Work by Shockers Vote! helped increase student voting in 2020 election

 
  • Shockers Vote! Coalition organized town halls and debates to help involve students in the political process.
  • The coalition focused efforts on local and state elections.
  • Shockers Vote! will use its data and experience from 2020 to continue work for 2022 and 2024 elections.
wichita Kaylee Stout, The Sunflower
The Shockers Vote! Coalition opened Charles Koch Arena to serve as a polling place in 2020.

Work by the Shockers Vote! Coalition helped Wichita State increase its voting rate for students by 19.2% from 2016, according to the 2020 National Study of Learning, Voting and Engagement. Wichita State’s 2020 voting rate of 68.1% is above the national 66% rate, according to the data compiled by the Tufts University Institute For Democracy & Higher Education.

“Our voter numbers are higher than the national average, which is really a testament to the work we were able to do with the Shockers Vote! Coalition, and the work that was done in the past,” said Gabriel Fonseca, interim director of Student Involvement and Student Government advisor. “We have a responsibility to ensure our students are educated and have the tools and resources they need to participate in the electoral process.”

Wichita State also earned a Silver Seal from the ALL IN Campus Democracy Challenge for nonpartisan student voter participation efforts in the 2020 Election.

The NSLVE Campus Report voting statistics accounted for students who voted in Kansas or in their home state if they registered elsewhere. While the statistics are for all students, Shockers Vote! focused on under-served and returning adult students, groups that scored low in 2016.

Shockers Vote! registered 350 more students in 2020 than in 2016, Fonseca said.

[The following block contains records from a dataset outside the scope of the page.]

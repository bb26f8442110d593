//! Resilience utilities: retry backoff and rate limiting.
//!
//! - [`RetryConfig`]: Exponential backoff schedule
//! - [`Backoff`]: Per-engine failure tracker built on a schedule
//! - [`RateLimiter`]: Token bucket throttling handler calls
//!
//! # Example
//!
//! ```rust,no_run
//! # async fn example() {
//! use replication_protocol::resilience::{Backoff, RateLimiter, RateLimitConfig, RetryConfig};
//!
//! // Rate limit: max 50 handler calls/sec with burst of 10
//! let limiter = RateLimiter::new(RateLimitConfig::default());
//! limiter.acquire().await; // Blocks if over limit
//!
//! // Backoff: 1s, 2s, 4s, ... capped, reset after success
//! let mut backoff = Backoff::new(RetryConfig::default());
//! let delay = backoff.next_delay();
//! tokio::time::sleep(delay).await;
//! backoff.reset();
//! # }
//! ```

use governor::{
    clock::DefaultClock,
    middleware::NoOpMiddleware,
    state::{InMemoryState, NotKeyed},
    Quota, RateLimiter as GovLimiter,
};
use std::num::NonZeroU32;
use std::time::Duration;

/// Backoff schedule for retrying failed engine cycles.
///
/// There is no attempt budget: a failing engine retries until canceled,
/// waiting `max_delay` between attempts once the cap is reached.
#[derive(Debug, Clone)]
pub struct RetryConfig {
    /// Initial delay before first retry.
    pub initial_delay: Duration,

    /// Maximum delay between retries (ceiling for exponential backoff).
    pub max_delay: Duration,

    /// Backoff multiplier (e.g., 2.0 = double delay each retry).
    pub backoff_factor: f64,
}

impl Default for RetryConfig {
    fn default() -> Self {
        Self {
            initial_delay: Duration::from_secs(5),
            max_delay: Duration::from_secs(300),
            backoff_factor: 2.0,
        }
    }
}

impl RetryConfig {
    /// Fast retries for tests.
    pub fn testing() -> Self {
        Self {
            initial_delay: Duration::from_millis(10),
            max_delay: Duration::from_millis(100),
            backoff_factor: 2.0,
        }
    }

    /// Calculate delay for a given attempt number (1-indexed).
    ///
    /// ```text
    /// Attempt  Delay (initial=5s, factor=2, max=300s)
    /// -------  -----
    /// 1        5s
    /// 2        10s
    /// 3        20s
    /// ...
    /// 7+       300s (cap)
    /// ```
    pub fn delay_for_attempt(&self, attempt: usize) -> Duration {
        if attempt == 0 {
            return self.initial_delay;
        }

        let exponent = (attempt - 1).min(i32::MAX as usize) as i32;
        let multiplier = self.backoff_factor.powi(exponent);
        let delay_secs = self.initial_delay.as_secs_f64() * multiplier;

        // powi overflows to infinity long before attempt counts get large
        if !delay_secs.is_finite() || delay_secs >= self.max_delay.as_secs_f64() {
            return self.max_delay;
        }

        Duration::from_secs_f64(delay_secs)
    }
}

/// Tracks consecutive failures of one engine.
///
/// Each [`next_delay()`](Self::next_delay) returns a delay that is greater
/// than or equal to the previous one (strictly greater until the cap is
/// reached when `backoff_factor > 1`). [`reset()`](Self::reset) after a
/// fully successful cycle restarts the schedule at the base delay.
#[derive(Debug, Clone)]
pub struct Backoff {
    config: RetryConfig,
    consecutive_failures: usize,
}

impl Backoff {
    pub fn new(config: RetryConfig) -> Self {
        Self {
            config,
            consecutive_failures: 0,
        }
    }

    /// Record a failure and return how long to wait before retrying.
    pub fn next_delay(&mut self) -> Duration {
        self.consecutive_failures = self.consecutive_failures.saturating_add(1);
        self.config.delay_for_attempt(self.consecutive_failures)
    }

    pub fn reset(&mut self) {
        self.consecutive_failures = 0;
    }

    pub fn consecutive_failures(&self) -> usize {
        self.consecutive_failures
    }
}

// =============================================================================
// Rate Limiting
// =============================================================================

/// Configuration for rate limiting.
///
/// Uses a token bucket algorithm: tokens refill at `refill_rate` per second,
/// up to `burst_size` tokens. Each handler call consumes one token.
#[derive(Debug, Clone)]
pub struct RateLimitConfig {
    /// Maximum tokens that can be accumulated (burst capacity).
    pub burst_size: u32,

    /// Tokens added per second (sustained rate).
    pub refill_rate: u32,
}

impl Default for RateLimitConfig {
    /// Default: 50 calls/sec with burst of 10.
    fn default() -> Self {
        Self {
            burst_size: 10,
            refill_rate: 50,
        }
    }
}

/// Token bucket rate limiter.
///
/// Keeps many replications that reconnect at once from flooding the
/// master with handler calls.
pub struct RateLimiter {
    limiter: GovLimiter<NotKeyed, InMemoryState, DefaultClock, NoOpMiddleware>,
    config: RateLimitConfig,
}

impl RateLimiter {
    /// Create a new rate limiter with the given configuration.
    pub fn new(config: RateLimitConfig) -> Self {
        let quota = Quota::per_second(NonZeroU32::new(config.refill_rate).unwrap_or(NonZeroU32::MIN))
            .allow_burst(NonZeroU32::new(config.burst_size).unwrap_or(NonZeroU32::MIN));

        Self {
            limiter: GovLimiter::direct(quota),
            config,
        }
    }

    /// Acquire a permit, blocking until one is available.
    ///
    /// This method is cancel-safe.
    pub async fn acquire(&self) {
        self.limiter.until_ready().await;
    }

    /// Try to acquire a permit without blocking.
    pub fn try_acquire(&self) -> bool {
        self.limiter.check().is_ok()
    }

    /// Get the current configuration.
    pub fn config(&self) -> &RateLimitConfig {
        &self.config
    }
}

impl std::fmt::Debug for RateLimiter {
    fn fmt(&self, f: &mut std::fmt::Formatter<'_>) -> std::fmt::Result {
        f.debug_struct("RateLimiter").field("config", &self.config).finish()
    }
}

#[cfg(test)]
mod tests {
    use super::*;

    #[test]
    fn test_delay_for_attempt() {
        let config = RetryConfig {
            initial_delay: Duration::from_secs(1),
            max_delay: Duration::from_secs(30),
            backoff_factor: 2.0,
        };

        assert_eq!(config.delay_for_attempt(0), Duration::from_secs(1));
        assert_eq!(config.delay_for_attempt(1), Duration::from_secs(1));
        assert_eq!(config.delay_for_attempt(2), Duration::from_secs(2));
        assert_eq!(config.delay_for_attempt(3), Duration::from_secs(4));
        assert_eq!(config.delay_for_attempt(4), Duration::from_secs(8));
        assert_eq!(config.delay_for_attempt(5), Duration::from_secs(16));
        // Should cap at max_delay
        assert_eq!(config.delay_for_attempt(10), Duration::from_secs(30));
    }

    #[test]
    fn test_delay_for_huge_attempt_does_not_overflow() {
        let config = RetryConfig::default();
        assert_eq!(config.delay_for_attempt(5_000), config.max_delay);
        assert_eq!(config.delay_for_attempt(usize::MAX), config.max_delay);
    }

    #[test]
    fn test_backoff_non_decreasing_then_reset() {
        let mut backoff = Backoff::new(RetryConfig::testing());

        let delays: Vec<Duration> = (0..8).map(|_| backoff.next_delay()).collect();
        for pair in delays.windows(2) {
            assert!(pair[1] >= pair[0], "backoff regressed: {:?}", delays);
        }
        assert_eq!(delays[0], Duration::from_millis(10));
        assert_eq!(delays[1], Duration::from_millis(20));
        assert_eq!(*delays.last().unwrap(), Duration::from_millis(100));
        assert_eq!(backoff.consecutive_failures(), 8);

        backoff.reset();
        assert_eq!(backoff.consecutive_failures(), 0);
        assert_eq!(backoff.next_delay(), Duration::from_millis(10));
    }

    #[test]
    fn test_backoff_never_gives_up() {
        let mut backoff = Backoff::new(RetryConfig::testing());
        for _ in 0..10_000 {
            backoff.next_delay();
        }
        assert_eq!(backoff.consecutive_failures(), 10_000);
        assert_eq!(backoff.next_delay(), Duration::from_millis(100));
    }

    #[test]
    fn test_rate_limiter_try_acquire_burst() {
        let limiter = RateLimiter::new(RateLimitConfig {
            burst_size: 5,
            refill_rate: 1,
        });

        for _ in 0..5 {
            assert!(limiter.try_acquire(), "should acquire within burst");
        }
        assert!(!limiter.try_acquire(), "should fail after burst exhausted");
    }

    #[tokio::test]
    async fn test_rate_limiter_acquire_refills() {
        let limiter = RateLimiter::new(RateLimitConfig {
            burst_size: 1,
            refill_rate: 1000, // 1ms per token
        });

        limiter.acquire().await;

        let start = std::time::Instant::now();
        limiter.acquire().await;
        assert!(start.elapsed() < Duration::from_millis(100), "should refill quickly");
    }

    #[test]
    fn test_rate_limiter_zero_config_clamps() {
        let limiter = RateLimiter::new(RateLimitConfig {
            burst_size: 0,
            refill_rate: 0,
        });
        assert!(limiter.try_acquire());
        assert_eq!(limiter.config().burst_size, 0);
    }
}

While the presidential election attracted attention, Shockers Vote! wanted to help students understand the importance of state and local elections. On Oct. 22, 2020, Charles Koch Arena served as an early voting site for the general election. Simplifying the registration by using TurboVote also helped, Fonseca said.

Shockers Vote! hosted round tables that allowed candidates to interact with students. It held discussions on government’s role in combating COVID-19, diversity in local politics and the importance of voting. Speakers at the events included Wichita mayor Brandon Whipple, City Council members Cindy Claycomb and Brandon Johnson.

Senate candidates Roger Marshall and Barbara Bollier participated in town halls with students on Zoom in October. Also in October, Wichita State’s College Republicans and College Democrats chapters moderated a discussion on voting.

“Those helped in getting candidates in front of students and students in front of candidates in a variety of different ways,” Fonseca said. “The round tables were effective because it wasn’t a formal setting. They were very student-friendly. It was more of a conversation and they got to know the candidates.”

Fonseca said Shockers Vote! will use the data from the NSLVE report to shape strategies for 2022 and 2024.

“We wanted to see increases in the underserved and the returning adult populations,” he said. “We saw it in underserved. We didn’t see it as much as we wanted in returning adults.”

For students who don’t feel engaged with elections at all levels, Fonseca said, Shockers Vote! needs to continue its work.

“There’s an election every year now and I think that as an institution we have a responsibility to do this kind of work every year, so our students have all the information they need,” he said. “It’s also on us to ensure there are no barriers, as much as we can and within our control, to participate in the electoral process, whether that is having a polling site on campus or helping them in the process of voter registration.”